De boetvaardigheid en het geloof van een oprecht christen zijn ongeveinsd, zijn hart is brandende in hem, evenals dat van de twee discipelen die onderweg waren naar Emmaüs. Hij arbeidt om God te zoeken, te vinden en ook te dienen uit een rein hart.Heel anders is het gelegen met geveinsde christenen. Zij mogen uiterlijk het livrei van de Heere Christus dragen, nochtans dragen zij inwendig het livrei van de duivel. Zij vertonen uiterlijk een schijn van godzaligheid maar omdat hun hart niet recht is voor God, verloochenen zij de kracht daarvan.
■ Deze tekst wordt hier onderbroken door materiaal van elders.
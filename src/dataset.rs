//! Dataset descriptors.
//!
//! A descriptor names a dataset, says where it comes from, and determines
//! its target directory under the raw-data root (`<root>/<name>`).

use std::path::{Path, PathBuf};

/// GTSDB Full IJCNN 2013 archive.
pub const GTSDB_URL: &str =
    "https://sid.erda.dk/public/archives/ff17dc924eba88d5d01a807357d6614c/FullIJCNN2013.zip";
/// Landing page for manual GTSDB downloads.
pub const GTSDB_MANUAL_URL: &str =
    "https://sid.erda.dk/public/archives/ff17dc924eba88d5d01a807357d6614c/published-archive.html";
/// Kaggle id of the LISA traffic light dataset.
pub const LISA_HUB_ID: &str = "mbornoe/lisa-traffic-light-dataset";
/// Landing page for manual LISA downloads.
pub const LISA_MANUAL_URL: &str =
    "https://www.kaggle.com/datasets/mbornoe/lisa-traffic-light-dataset";

/// A dataset fetched from a single static archive URL.
#[derive(Clone, Debug, PartialEq, Eq)]
pub struct DirectDataset {
    pub name: String,
    pub url: String,
    /// File name of the transient archive written under the root.
    pub archive_name: String,
    /// Lowercase hex SHA-256 of the archive, when known.
    pub expected_sha256: Option<String>,
    pub manual_url: String,
}

impl DirectDataset {
    /// Build a descriptor, deriving the archive file name from the URL path.
    ///
    /// Falls back to `<name>.zip` when the URL has no usable last segment.
    pub fn new(name: impl Into<String>, url: impl Into<String>) -> Self {
        let name = name.into();
        let url = url.into();
        let archive_name =
            archive_name_from_url(&url).unwrap_or_else(|| format!("{name}.zip"));
        Self {
            manual_url: url.clone(),
            name,
            url,
            archive_name,
            expected_sha256: None,
        }
    }

    /// German Traffic Sign Detection Benchmark.
    pub fn gtsdb() -> Self {
        Self::new("GTSDB", GTSDB_URL).with_manual_url(GTSDB_MANUAL_URL)
    }

    pub fn with_expected_sha256(mut self, sha256: Option<String>) -> Self {
        self.expected_sha256 = sha256.map(|value| value.trim().to_ascii_lowercase());
        self
    }

    pub fn with_manual_url(mut self, url: impl Into<String>) -> Self {
        self.manual_url = url.into();
        self
    }

    pub fn target_dir(&self, root: &Path) -> PathBuf {
        root.join(&self.name)
    }

    pub fn archive_path(&self, root: &Path) -> PathBuf {
        root.join(&self.archive_name)
    }
}

/// A dataset whose retrieval is delegated to a dataset hub client.
#[derive(Clone, Debug, PartialEq, Eq)]
pub struct HubDataset {
    pub name: String,
    /// Identifier understood by the hub, e.g. `owner/slug`.
    pub hub_id: String,
    pub manual_url: String,
}

impl HubDataset {
    pub fn new(
        name: impl Into<String>,
        hub_id: impl Into<String>,
        manual_url: impl Into<String>,
    ) -> Self {
        Self {
            name: name.into(),
            hub_id: hub_id.into(),
            manual_url: manual_url.into(),
        }
    }

    /// LISA traffic light dataset, hosted on Kaggle.
    pub fn lisa() -> Self {
        Self::new("LISA", LISA_HUB_ID, LISA_MANUAL_URL)
    }

    pub fn target_dir(&self, root: &Path) -> PathBuf {
        root.join(&self.name)
    }
}

fn archive_name_from_url(input: &str) -> Option<String> {
    let url = url::Url::parse(input).ok()?;
    let last = url
        .path_segments()?
        .filter(|segment| !segment.is_empty())
        .next_back()?;
    Some(last.to_string())
}
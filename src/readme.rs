use std::path::{Path, PathBuf};

use crate::error::RawfetchError;

/// Name of the generated document at the raw-data root.
pub const README_NAME: &str = "README.md";

pub const README_CONTENT: &str = r#"# Datasets

This directory contains the computer vision datasets for this project.

## GTSDB (German Traffic Sign Detection Benchmark)
- Source: http://benchmark.ini.rub.de/
- Size: ~2.7GB
- Contains: German traffic sign images with annotations

## LISA (Laboratory for Intelligent & Safe Automobiles)
- Source: https://www.kaggle.com/datasets/mbornoe/lisa-traffic-light-dataset
- Size: ~4.9GB
- Contains: US traffic sign images with annotations
- Downloaded via: kagglehub

## Setup
To download the datasets, run:
```bash
rawfetch
```

Note: Some datasets require manual download due to license agreements.
"#;

/// Write the dataset README under `root`, replacing whatever is there.
pub fn write_readme(root: &Path) -> Result<PathBuf, RawfetchError> {
    let path = root.join(README_NAME);
    std::fs::write(&path, README_CONTENT)?;
    Ok(path)
}
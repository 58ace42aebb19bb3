//! Rawfetch: stage the GTSDB and LISA traffic-sign datasets locally.
//!
//! Rawfetch downloads the German Traffic Sign Detection Benchmark from its
//! static archive URL and the LISA traffic light dataset through a dataset
//! hub client, unpacking both under a raw-data root next to a generated
//! README. Each dataset is skipped when its directory already exists.
//!
//! # Modules
//!
//! - [`downloader`]: The orchestrator tying every step together
//! - [`fetch`]: Blocking HTTP download and SHA-256 verification
//! - [`archive`]: Zip and tar extraction with member path validation
//! - [`hub`]: Dataset hub clients and their provisioning
//! - [`report`]: Per-run outcome report
//! - [`error`]: Error types for rawfetch operations

pub mod archive;
pub mod dataset;
pub mod downloader;
pub mod error;
pub mod fetch;
pub mod hub;
pub mod readme;
pub mod report;

use std::path::PathBuf;
use std::time::Duration;

use clap::{Parser, ValueEnum};
use tracing::warn;
use tracing_subscriber::EnvFilter;

pub use downloader::Downloader;
pub use error::RawfetchError;

use dataset::{DirectDataset, HubDataset, GTSDB_URL, LISA_HUB_ID};
use fetch::Fetcher;
use hub::{DatasetHub, HubKind, KaggleHub, Provisioner};

/// The rawfetch CLI application.
#[derive(Parser)]
#[command(name = "rawfetch")]
#[command(version, about)]
struct Cli {
    /// Raw-data root that receives README.md and the dataset directories.
    #[arg(long, env = "RAWFETCH_ROOT", default_value = "data/raw")]
    root: PathBuf,

    /// Archive URL for GTSDB (e.g. a local mirror).
    #[arg(long, env = "RAWFETCH_GTSDB_URL", default_value = GTSDB_URL)]
    gtsdb_url: String,

    /// Expected SHA-256 of the GTSDB archive; unset skips verification.
    #[arg(long, value_name = "HEX")]
    gtsdb_sha256: Option<String>,

    /// Hub used for the LISA dataset.
    #[arg(long, value_enum, default_value_t = HubKind::Kaggle)]
    hub: HubKind,

    /// Dataset identifier passed to the hub.
    #[arg(long, default_value = LISA_HUB_ID)]
    hub_dataset: String,

    /// Python interpreter used to run kagglehub.
    #[arg(long, env = "RAWFETCH_PYTHON", default_value = "python3")]
    python: PathBuf,

    /// Cache directory for the Hugging Face hub (default: the hf-hub cache).
    #[arg(long, value_name = "DIR", env = "RAWFETCH_HF_CACHE")]
    hf_cache_dir: Option<PathBuf>,

    /// Hugging Face access token for gated or private datasets.
    #[arg(long, value_name = "TOKEN", env = "HF_TOKEN", hide_env_values = true)]
    hf_token: Option<String>,

    /// Do not try to install a missing hub client.
    #[arg(long)]
    no_provision: bool,

    /// Per-request network timeout in seconds (default: none).
    #[arg(long, value_name = "SECS")]
    timeout: Option<u64>,

    /// Output format for the summary.
    #[arg(long, value_enum, default_value_t = OutputFormat::Text)]
    output: OutputFormat,

    /// More log output (-v debug, -vv trace).
    #[arg(short, long, action = clap::ArgAction::Count)]
    verbose: u8,

    /// Only log warnings and errors.
    #[arg(short, long, conflicts_with = "verbose")]
    quiet: bool,
}

#[derive(Clone, Copy, Debug, PartialEq, Eq, ValueEnum)]
enum OutputFormat {
    Text,
    Json,
}

/// Run the rawfetch CLI.
///
/// This is the main entry point for the CLI, called from `main.rs`.
pub fn run() -> Result<(), RawfetchError> {
    let cli = Cli::parse();
    init_logging(cli.verbose, cli.quiet);

    if let Err(err) = ctrlc::set_handler(|| {
        eprintln!();
        eprintln!("Download interrupted by user.");
        std::process::exit(1);
    }) {
        warn!("could not install interrupt handler: {err}");
    }

    let downloader = build_downloader(&cli)?;
    let report = downloader.run()?;

    match cli.output {
        OutputFormat::Json => println!("{}", serde_json::to_string_pretty(&report)?),
        OutputFormat::Text => print!("{report}"),
    }

    Ok(())
}

fn build_downloader(cli: &Cli) -> Result<Downloader, RawfetchError> {
    let fetcher = Fetcher::new(cli.timeout.map(Duration::from_secs));
    let direct = DirectDataset::new("GTSDB", cli.gtsdb_url.clone())
        .with_expected_sha256(cli.gtsdb_sha256.clone());
    let direct = if cli.gtsdb_url == GTSDB_URL {
        direct.with_manual_url(dataset::GTSDB_MANUAL_URL)
    } else {
        direct
    };

    let (hub, provisioners, manual_url): (Box<dyn DatasetHub>, Vec<Box<dyn Provisioner>>, String) =
        match cli.hub {
            HubKind::Kaggle => {
                let kaggle = KaggleHub::new(cli.python.clone());
                let provisioners = kaggle.default_provisioners();
                let manual_url = format!("https://www.kaggle.com/datasets/{}", cli.hub_dataset);
                (Box::new(kaggle), provisioners, manual_url)
            }
            #[cfg(feature = "hf")]
            HubKind::HuggingFace => {
                let manual_url = format!("https://huggingface.co/datasets/{}", cli.hub_dataset);
                let hf = hub::HuggingFaceHub::new()
                    .with_cache_dir(cli.hf_cache_dir.clone())
                    .with_token(cli.hf_token.clone());
                (Box::new(hf), Vec::new(), manual_url)
            }
            #[cfg(not(feature = "hf"))]
            HubKind::HuggingFace => {
                return Err(RawfetchError::Provisioning {
                    hub: "huggingface".to_string(),
                    message: "rawfetch was built without the 'hf' feature".to_string(),
                });
            }
        };

    let provisioners = if cli.no_provision {
        Vec::new()
    } else {
        provisioners
    };

    Ok(Downloader::new(cli.root.clone(), fetcher, hub)
        .with_provisioners(provisioners)
        .with_direct_dataset(direct)
        .with_hub_dataset(HubDataset::new("LISA", cli.hub_dataset.clone(), manual_url)))
}

/// Install the stderr subscriber. `RUST_LOG` wins over the verbosity flags.
fn init_logging(verbose: u8, quiet: bool) {
    let level = if quiet {
        "warn"
    } else {
        match verbose {
            0 => "info",
            1 => "debug",
            _ => "trace",
        }
    };
    let filter = EnvFilter::try_from_default_env()
        .unwrap_or_else(|_| EnvFilter::new(format!("rawfetch={level}")));

    let _ = tracing_subscriber::fmt()
        .with_env_filter(filter)
        .with_target(false)
        .with_writer(std::io::stderr)
        .compact()
        .try_init();
}
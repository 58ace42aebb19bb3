use std::fs::File;
use std::io::{BufReader, Read};
use std::path::Path;

use sha2::{Digest, Sha256};

use crate::error::RawfetchError;

/// Block size used when hashing files.
pub const HASH_CHUNK_SIZE: usize = 4096;

/// Streaming SHA-256 of a file, as lowercase hex.
pub fn sha256_file(path: &Path) -> Result<String, RawfetchError> {
    let file = File::open(path)?;
    sha256_reader(BufReader::new(file))
}

/// Streaming SHA-256 of any reader, as lowercase hex.
pub fn sha256_reader<R: Read>(mut reader: R) -> Result<String, RawfetchError> {
    let mut hasher = Sha256::new();
    let mut buffer = [0u8; HASH_CHUNK_SIZE];

    loop {
        let read = reader.read(&mut buffer)?;
        if read == 0 {
            break;
        }
        hasher.update(&buffer[..read]);
    }

    Ok(hex::encode(hasher.finalize()))
}

/// Check a file against an expected hex digest.
///
/// The file is left in place on mismatch.
pub fn verify_sha256(path: &Path, expected: &str) -> Result<(), RawfetchError> {
    let actual = sha256_file(path)?;
    if actual.eq_ignore_ascii_case(expected.trim()) {
        Ok(())
    } else {
        Err(RawfetchError::Integrity {
            path: path.to_path_buf(),
            expected: expected.trim().to_ascii_lowercase(),
            actual,
        })
    }
}
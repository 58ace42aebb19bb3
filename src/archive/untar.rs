use std::fs::File;
use std::io::{BufRead, BufReader, Read};
use std::path::{Component, Path};

use flate2::read::GzDecoder;
use tar::{Archive, EntryType};

use crate::error::RawfetchError;

use super::sanitize_entry_path;

const GZIP_MAGIC: [u8; 2] = [0x1f, 0x8b];

pub(super) fn extract(archive_path: &Path, destination: &Path) -> Result<(), RawfetchError> {
    let mut reader = BufReader::new(File::open(archive_path)?);
    let gzipped = reader.fill_buf()?.starts_with(&GZIP_MAGIC);

    if gzipped {
        unpack(archive_path, GzDecoder::new(reader), destination)
    } else {
        unpack(archive_path, reader, destination)
    }
}

fn unpack<R: Read>(
    archive_path: &Path,
    reader: R,
    destination: &Path,
) -> Result<(), RawfetchError> {
    let archive_err = |source: std::io::Error| RawfetchError::Archive {
        path: archive_path.to_path_buf(),
        message: source.to_string(),
    };

    let mut archive = Archive::new(reader);
    for entry in archive.entries().map_err(archive_err)? {
        let mut entry = entry.map_err(archive_err)?;
        let raw_path = entry.path().map_err(archive_err)?.into_owned();

        let relative =
            sanitize_entry_path(&raw_path).ok_or_else(|| RawfetchError::UnsafeArchiveEntry {
                archive: archive_path.to_path_buf(),
                entry: raw_path.display().to_string(),
            })?;
        if relative.as_os_str().is_empty() {
            continue;
        }

        let kind = entry.header().entry_type();
        if matches!(kind, EntryType::Symlink | EntryType::Link) {
            if let Some(target) = entry.link_name().map_err(archive_err)? {
                // Symlinks resolve against their own directory, hard links against the root.
                let base = match kind {
                    EntryType::Symlink => relative.parent().unwrap_or(Path::new("")),
                    _ => Path::new(""),
                };
                if !stays_inside(base, &target) {
                    return Err(RawfetchError::UnsafeArchiveEntry {
                        archive: archive_path.to_path_buf(),
                        entry: raw_path.display().to_string(),
                    });
                }
            }
        }

        entry.unpack_in(destination).map_err(archive_err)?;
    }

    Ok(())
}

/// Whether `target`, resolved lexically against `base`, stays under the
/// extraction root. `..` is allowed as long as it never climbs above it.
fn stays_inside(base: &Path, target: &Path) -> bool {
    let mut depth = 0usize;
    for component in base.join(target).components() {
        match component {
            Component::Normal(_) => depth += 1,
            Component::CurDir => {}
            Component::ParentDir => match depth.checked_sub(1) {
                Some(up) => depth = up,
                None => return false,
            },
            Component::RootDir | Component::Prefix(_) => return false,
        }
    }
    true
}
Zij zijn als die jongeling uit het Evangelie die tegen zijn vader zei: Ik ga, en hij deed het niet.
Zo zijn er ook die wel met de mond zeggen „Heere, Heere” en ondertussen niet doen de wil des Vaders. Zo zijn ook de hypocrieten. Zij schijnen dikwijl vurige Godzaligen te zijn, maar als men goed oplet, bevindt men dat al hun doen niet uit zijn bestaat, maar uit schijn.
Adrianus Hasius, predikant te Leeuwarden (”Geestelijk Alarm”, 1653)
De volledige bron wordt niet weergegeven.